// ============================================================================
// Patch export: crop accepted rectangles and write one file per patch
// ============================================================================
//
// File naming: `<source stem>_<index>.<ext>`, index in selection order,
// starting at 0. Saving the same selection again overwrites the same files.
//
// Each patch is encoded into a hidden temporary sibling and renamed into
// place, so a failed write never leaves a truncated patch behind. The first
// failure aborts the save; patches written before it are kept.

use std::fs::{self, File};
use std::io::{BufWriter, Write};
use std::path::{Path, PathBuf};

use image::{DynamicImage, ImageError};

use crate::error::ExportError;
use crate::io::{OutputFormat, SaveFormat, encode_and_write};
use crate::navigator::ImageRef;
use crate::selection::SelectionSet;

#[derive(Debug, Clone)]
pub struct Exporter {
    output_dir: PathBuf,
    format: OutputFormat,
    quality: u8,
}

impl Exporter {
    pub fn new(output_dir: impl Into<PathBuf>, format: OutputFormat, quality: u8) -> Self {
        Self {
            output_dir: output_dir.into(),
            format,
            quality,
        }
    }

    pub fn output_dir(&self) -> &Path {
        &self.output_dir
    }

    /// Destination of the `index`-th patch cut from `image`.
    pub fn patch_path(&self, image: &ImageRef, index: usize) -> PathBuf {
        let format = self.format.resolve(&image.path);
        self.output_dir
            .join(format!("{}_{}.{}", image.stem(), index, format.extension()))
    }

    /// Write every patch in `selection` and return how many files were written.
    pub fn save(
        &self,
        image: &ImageRef,
        pixels: &DynamicImage,
        selection: &SelectionSet,
    ) -> Result<usize, ExportError> {
        let format = self.format.resolve(&image.path);
        let (width, height) = (pixels.width(), pixels.height());

        for (index, rect) in selection.iter().enumerate() {
            let fits = rect.x.checked_add(rect.size).is_some_and(|r| r <= width)
                && rect.y.checked_add(rect.size).is_some_and(|b| b <= height);
            if !fits {
                return Err(ExportError::PatchOutOfBounds { index, width, height });
            }

            let patch = pixels.crop_imm(rect.x, rect.y, rect.size, rect.size);
            let path = self.patch_path(image, index);
            write_atomic(&patch, &path, format, self.quality)
                .map_err(|source| ExportError::Write { index, path, source })?;
        }

        Ok(selection.len())
    }
}

fn write_atomic(patch: &DynamicImage, path: &Path, format: SaveFormat, quality: u8) -> Result<(), ImageError> {
    let tmp = temp_sibling(path);
    let result = write_file(patch, &tmp, format, quality).and_then(|()| {
        fs::rename(&tmp, path)?;
        Ok(())
    });
    if result.is_err() {
        let _ = fs::remove_file(&tmp);
    }
    result
}

fn write_file(patch: &DynamicImage, path: &Path, format: SaveFormat, quality: u8) -> Result<(), ImageError> {
    let mut writer = BufWriter::new(File::create(path)?);
    encode_and_write(patch, &mut writer, format, quality)?;
    writer.flush()?;
    Ok(())
}

fn temp_sibling(path: &Path) -> PathBuf {
    let name = path
        .file_name()
        .map(|n| n.to_string_lossy().into_owned())
        .unwrap_or_default();
    path.with_file_name(format!(".{}.tmp", name))
}

#[cfg(test)]
mod tests {
    use super::*;
    use crate::geometry::PatchRect;
    use image::{Rgb, RgbImage};

    /// 64x32 gradient so every crop has distinct content.
    fn source() -> (ImageRef, DynamicImage) {
        let img = RgbImage::from_fn(64, 32, |x, y| Rgb([(x * 4) as u8, (y * 8) as u8, 77]));
        (ImageRef::new("/in/tile.jpg", 64, 32), DynamicImage::ImageRgb8(img))
    }

    fn selection(rects: &[PatchRect]) -> SelectionSet {
        let mut set = SelectionSet::new();
        for r in rects {
            set.add(*r);
        }
        set
    }

    fn png_exporter(dir: &Path) -> Exporter {
        Exporter::new(dir, OutputFormat::default(), 90)
    }

    #[test]
    fn test_writes_one_file_per_patch_in_order() {
        let out = tempfile::tempdir().unwrap();
        let (image, pixels) = source();
        let set = selection(&[PatchRect::new(16, 0, 16), PatchRect::new(0, 16, 16)]);

        let written = png_exporter(out.path()).save(&image, &pixels, &set).unwrap();
        assert_eq!(written, 2);

        let first = image::open(out.path().join("tile_0.png")).unwrap().to_rgb8();
        assert_eq!(first.dimensions(), (16, 16));
        assert_eq!(first.get_pixel(0, 0), pixels.to_rgb8().get_pixel(16, 0));

        let second = image::open(out.path().join("tile_1.png")).unwrap().to_rgb8();
        assert_eq!(second.get_pixel(3, 5), pixels.to_rgb8().get_pixel(3, 21));
    }

    #[test]
    fn test_no_temp_files_left_behind() {
        let out = tempfile::tempdir().unwrap();
        let (image, pixels) = source();
        let set = selection(&[PatchRect::new(0, 0, 8)]);
        png_exporter(out.path()).save(&image, &pixels, &set).unwrap();

        let names: Vec<String> = fs::read_dir(out.path())
            .unwrap()
            .map(|e| e.unwrap().file_name().to_string_lossy().into_owned())
            .collect();
        assert_eq!(names, ["tile_0.png"]);
    }

    #[test]
    fn test_save_twice_is_idempotent() {
        let out = tempfile::tempdir().unwrap();
        let (image, pixels) = source();
        let set = selection(&[PatchRect::new(0, 0, 16), PatchRect::new(32, 16, 16)]);
        let exporter = png_exporter(out.path());

        let read_all = || -> Vec<Vec<u8>> {
            (0..2)
                .map(|i| image::open(exporter.patch_path(&image, i)).unwrap().to_rgb8().into_raw())
                .collect()
        };

        assert_eq!(exporter.save(&image, &pixels, &set).unwrap(), 2);
        let first = read_all();
        assert_eq!(exporter.save(&image, &pixels, &set).unwrap(), 2);
        assert_eq!(read_all(), first);
        assert_eq!(fs::read_dir(out.path()).unwrap().count(), 2);
    }

    #[test]
    fn test_empty_selection_writes_nothing() {
        let out = tempfile::tempdir().unwrap();
        let (image, pixels) = source();
        let written = png_exporter(out.path()).save(&image, &pixels, &SelectionSet::new()).unwrap();
        assert_eq!(written, 0);
        assert_eq!(fs::read_dir(out.path()).unwrap().count(), 0);
    }

    #[test]
    fn test_stops_at_first_failing_patch() {
        let out = tempfile::tempdir().unwrap();
        let (image, pixels) = source();
        let exporter = png_exporter(out.path());
        // A directory squatting on the second patch's name makes its rename fail.
        fs::create_dir(exporter.patch_path(&image, 1)).unwrap();

        let set = selection(&[
            PatchRect::new(0, 0, 8),
            PatchRect::new(8, 0, 8),
            PatchRect::new(16, 0, 8),
        ]);
        let err = exporter.save(&image, &pixels, &set).unwrap_err();
        assert_eq!(err.index(), Some(1));
        assert!(err.to_string().contains("tile_1.png"));

        assert!(exporter.patch_path(&image, 0).is_file());
        assert!(!exporter.patch_path(&image, 2).exists());
    }

    #[test]
    fn test_unwritable_output_dir_reports_first_index() {
        let out = tempfile::tempdir().unwrap();
        let (image, pixels) = source();
        let exporter = png_exporter(&out.path().join("missing"));
        let set = selection(&[PatchRect::new(0, 0, 8)]);

        let err = exporter.save(&image, &pixels, &set).unwrap_err();
        assert!(matches!(err, ExportError::Write { index: 0, .. }));
    }

    #[test]
    fn test_patch_outside_pixels_is_reported() {
        let out = tempfile::tempdir().unwrap();
        let (image, pixels) = source();
        let set = selection(&[PatchRect::new(0, 0, 8), PatchRect::new(60, 0, 8)]);

        let err = png_exporter(out.path()).save(&image, &pixels, &set).unwrap_err();
        assert!(matches!(err, ExportError::PatchOutOfBounds { index: 1, width: 64, height: 32 }));
    }

    #[test]
    fn test_match_source_format_naming() {
        let out = tempfile::tempdir().unwrap();
        let (image, pixels) = source();
        let exporter = Exporter::new(out.path(), OutputFormat::MatchSource, 90);
        let set = selection(&[PatchRect::new(0, 0, 8)]);

        exporter.save(&image, &pixels, &set).unwrap();
        assert!(out.path().join("tile_0.jpg").is_file());
    }
}
// ============================================================================
// patchcrop CLI: startup configuration
// ============================================================================
//
// Usage examples:
//   patchcrop --images-path slides/ --output-path patches/ --patch-size 256
//   patchcrop --images-path slides/ --format source
//   patchcrop                                  (folder picker for the images)
//
// Everything here is read once at startup; the resulting `Config` is never
// mutated afterwards.

use std::path::PathBuf;

use clap::Parser;

use crate::error::ConfigError;
use crate::io::{OutputFormat, pick_images_folder};

// ============================================================================
// CLI argument definition (clap Derive)
// ============================================================================

/// Select fixed-size square patches from images and export them as files.
#[derive(Parser, Debug)]
#[command(
    name = "patchcrop",
    about = "Interactive patch cropper for building image datasets",
    long_about = "Step through a directory of images, place non-overlapping square\n\
                  patches with the mouse and export them as separate files.\n\n\
                  Controls:\n  \
                  left click    add a patch at the preview outline\n  \
                  middle click  remove the patch under the pointer\n  \
                  s             save the current image's patches\n  \
                  d / a         next / previous image (unsaved patches are dropped)\n  \
                  q             quit"
)]
pub struct CliArgs {
    /// Directory containing the source images (jpg, png, bmp, tiff, webp).
    /// A folder picker is shown when omitted.
    #[arg(long, value_name = "DIR")]
    pub images_path: Option<PathBuf>,

    /// Directory where patches are written. Created if it does not exist.
    #[arg(long, default_value = "./patches", value_name = "DIR")]
    pub output_path: PathBuf,

    /// Side length of every patch, in pixels.
    #[arg(long, default_value_t = 512, value_name = "PX")]
    pub patch_size: u32,

    /// Patch file format: png, jpeg, bmp, tga, tiff, or source (same as the input image).
    #[arg(short, long, default_value = "png", value_name = "FORMAT")]
    pub format: String,

    /// JPEG quality (1-100).
    #[arg(short, long, default_value_t = 90, value_name = "1-100")]
    pub quality: u8,

    /// Echo log lines to stderr.
    #[arg(short, long)]
    pub verbose: bool,
}

/// Validated, immutable run configuration.
#[derive(Debug, Clone)]
pub struct Config {
    pub images_path: PathBuf,
    pub output_path: PathBuf,
    pub patch_size: u32,
    pub format: OutputFormat,
    pub quality: u8,
    pub verbose: bool,
}

impl Config {
    /// Validate the arguments and prepare the output directory. Shows the
    /// folder picker when no images path was given.
    pub fn from_args(args: CliArgs) -> Result<Self, ConfigError> {
        let images_path = match args.images_path.clone() {
            Some(p) => p,
            None => pick_images_folder().ok_or(ConfigError::PickerCancelled)?,
        };
        Self::from_parts(images_path, args)
    }

    fn from_parts(images_path: PathBuf, args: CliArgs) -> Result<Self, ConfigError> {
        if args.patch_size == 0 {
            return Err(ConfigError::ZeroPatchSize);
        }
        if !(1..=100).contains(&args.quality) {
            return Err(ConfigError::InvalidQuality(args.quality));
        }
        if !images_path.is_dir() {
            return Err(ConfigError::ImagesPathMissing(images_path));
        }
        let format = OutputFormat::parse(&args.format)?;

        prepare_output_dir(&args.output_path)?;

        Ok(Self {
            images_path,
            output_path: args.output_path,
            patch_size: args.patch_size,
            format,
            quality: args.quality,
            verbose: args.verbose,
        })
    }
}

/// Create the output directory if needed and warn when it already holds
/// files that a save may overwrite.
fn prepare_output_dir(path: &std::path::Path) -> Result<(), ConfigError> {
    std::fs::create_dir_all(path).map_err(|source| ConfigError::OutputDir {
        path: path.to_path_buf(),
        source,
    })?;

    let non_empty = std::fs::read_dir(path)
        .map(|mut entries| entries.next().is_some())
        .unwrap_or(false);
    if non_empty {
        eprintln!(
            "warning: output directory '{}' is not empty. Files may be overwritten.",
            path.display()
        );
        crate::log_warn!("Output directory {} is not empty", path.display());
    }
    Ok(())
}
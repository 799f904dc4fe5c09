use image::codecs::bmp::BmpEncoder;
use image::codecs::jpeg::JpegEncoder;
use image::codecs::png::PngEncoder;
use image::codecs::tga::TgaEncoder;
use image::{DynamicImage, ImageError, ImageOutputFormat};
use rfd::FileDialog;
use std::io::{Seek, Write};
use std::path::{Path, PathBuf};

use crate::error::{ConfigError, LoadError};
use crate::navigator::ImageRef;

/// Extensions picked up from the images directory (lowercase).
pub const SOURCE_EXTENSIONS: &[&str] = &["jpg", "jpeg", "png", "bmp", "tif", "tiff", "webp"];

/// Check if a file extension is a supported source image.
pub fn is_source_extension(ext: &str) -> bool {
    SOURCE_EXTENSIONS.contains(&ext.to_lowercase().as_str())
}

// ============================================================================
// OUTPUT FORMATS
// ============================================================================

/// Encodings a patch can be written in.
#[derive(Clone, Copy, Debug, PartialEq, Eq, Default)]
pub enum SaveFormat {
    #[default]
    Png,
    Jpeg,
    Bmp,
    Tga,
    Tiff,
}

impl SaveFormat {
    pub fn extension(&self) -> &'static str {
        match self {
            SaveFormat::Png => "png",
            SaveFormat::Jpeg => "jpg",
            SaveFormat::Bmp => "bmp",
            SaveFormat::Tga => "tga",
            SaveFormat::Tiff => "tiff",
        }
    }

    /// Map a file extension to a format we can encode, if any.
    pub fn from_extension(ext: &str) -> Option<Self> {
        match ext.to_lowercase().as_str() {
            "png" => Some(SaveFormat::Png),
            "jpg" | "jpeg" => Some(SaveFormat::Jpeg),
            "bmp" => Some(SaveFormat::Bmp),
            "tga" => Some(SaveFormat::Tga),
            "tiff" | "tif" => Some(SaveFormat::Tiff),
            _ => None,
        }
    }
}

/// The `--format` choice: a fixed encoding, or whatever the source file uses.
#[derive(Clone, Copy, Debug, PartialEq, Eq)]
pub enum OutputFormat {
    Fixed(SaveFormat),
    MatchSource,
}

impl Default for OutputFormat {
    fn default() -> Self {
        OutputFormat::Fixed(SaveFormat::Png)
    }
}

impl OutputFormat {
    pub fn parse(s: &str) -> Result<Self, ConfigError> {
        if s.eq_ignore_ascii_case("source") {
            return Ok(OutputFormat::MatchSource);
        }
        SaveFormat::from_extension(s)
            .map(OutputFormat::Fixed)
            .ok_or_else(|| ConfigError::UnknownFormat(s.to_string()))
    }

    /// Concrete format for patches cut from `source`. Sources we cannot
    /// encode (e.g. WEBP) fall back to PNG.
    pub fn resolve(&self, source: &Path) -> SaveFormat {
        match self {
            OutputFormat::Fixed(f) => *f,
            OutputFormat::MatchSource => source
                .extension()
                .and_then(|e| e.to_str())
                .and_then(SaveFormat::from_extension)
                .unwrap_or_default(),
        }
    }
}

// ============================================================================
// DISCOVERY & LOADING
// ============================================================================

/// List the source images directly inside `dir`, sorted by path.
///
/// Only the header of each file is read here. Files whose header cannot be
/// parsed are skipped with a warning; an empty result is an error.
pub fn discover_images(dir: &Path) -> Result<Vec<ImageRef>, ConfigError> {
    if !dir.is_dir() {
        return Err(ConfigError::ImagesPathMissing(dir.to_path_buf()));
    }

    let pattern = Path::new(&glob::Pattern::escape(&dir.to_string_lossy())).join("*");
    let entries = glob::glob(&pattern.to_string_lossy()).map_err(|source| ConfigError::ImagesPattern {
        path: dir.to_path_buf(),
        source,
    })?;

    let mut paths: Vec<PathBuf> = entries
        .flatten()
        .filter(|p| p.is_file())
        .filter(|p| {
            p.extension()
                .and_then(|e| e.to_str())
                .is_some_and(is_source_extension)
        })
        .collect();
    paths.sort();

    let mut images = Vec::with_capacity(paths.len());
    for path in paths {
        match image::image_dimensions(&path) {
            Ok((width, height)) => images.push(ImageRef::new(path, width, height)),
            Err(e) => {
                crate::log_warn!("Skipping unreadable image {}: {}", path.display(), e);
            }
        }
    }

    if images.is_empty() {
        return Err(ConfigError::NoImages(dir.to_path_buf()));
    }
    Ok(images)
}

/// Fully decode a source image.
pub fn load_image(path: &Path) -> Result<DynamicImage, LoadError> {
    image::open(path).map_err(|source| LoadError {
        path: path.to_path_buf(),
        source,
    })
}

/// Show the native folder picker. `None` when the user cancels.
pub fn pick_images_folder() -> Option<PathBuf> {
    FileDialog::new()
        .set_title("Select Folder with Source Images")
        .pick_folder()
}

// ============================================================================
// ENCODING
// ============================================================================

/// Encode `image` into `writer` in the requested format.
/// JPEG drops the alpha channel; every other format is written as RGBA.
pub fn encode_and_write<W: Write + Seek>(
    image: &DynamicImage,
    writer: &mut W,
    format: SaveFormat,
    quality: u8,
) -> Result<(), ImageError> {
    match format {
        SaveFormat::Png => {
            let rgba = image.to_rgba8();
            let encoder = PngEncoder::new(writer);
            #[allow(deprecated)]
            encoder.encode(rgba.as_raw(), rgba.width(), rgba.height(), image::ColorType::Rgba8)?;
        }
        SaveFormat::Jpeg => {
            let rgb = image.to_rgb8();
            let mut encoder = JpegEncoder::new_with_quality(writer, quality);
            encoder.encode(rgb.as_raw(), rgb.width(), rgb.height(), image::ColorType::Rgb8)?;
        }
        SaveFormat::Bmp => {
            let rgba = image.to_rgba8();
            let mut encoder = BmpEncoder::new(writer);
            encoder.encode(rgba.as_raw(), rgba.width(), rgba.height(), image::ColorType::Rgba8)?;
        }
        SaveFormat::Tga => {
            let rgba = image.to_rgba8();
            let encoder = TgaEncoder::new(writer);
            encoder.encode(rgba.as_raw(), rgba.width(), rgba.height(), image::ColorType::Rgba8)?;
        }
        SaveFormat::Tiff => {
            DynamicImage::ImageRgba8(image.to_rgba8()).write_to(writer, ImageOutputFormat::Tiff)?;
        }
    }
    Ok(())
}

=======

Taking the entries from their first line through the line with "index in selection", inclusive, restate each line word for word and give nothing else.

// ============================================================================
// Patch export: crop accepted rectangles and write one file per patch
// ============================================================================
//
// File naming: `<source stem>_<index>.<ext>`, index in selection order,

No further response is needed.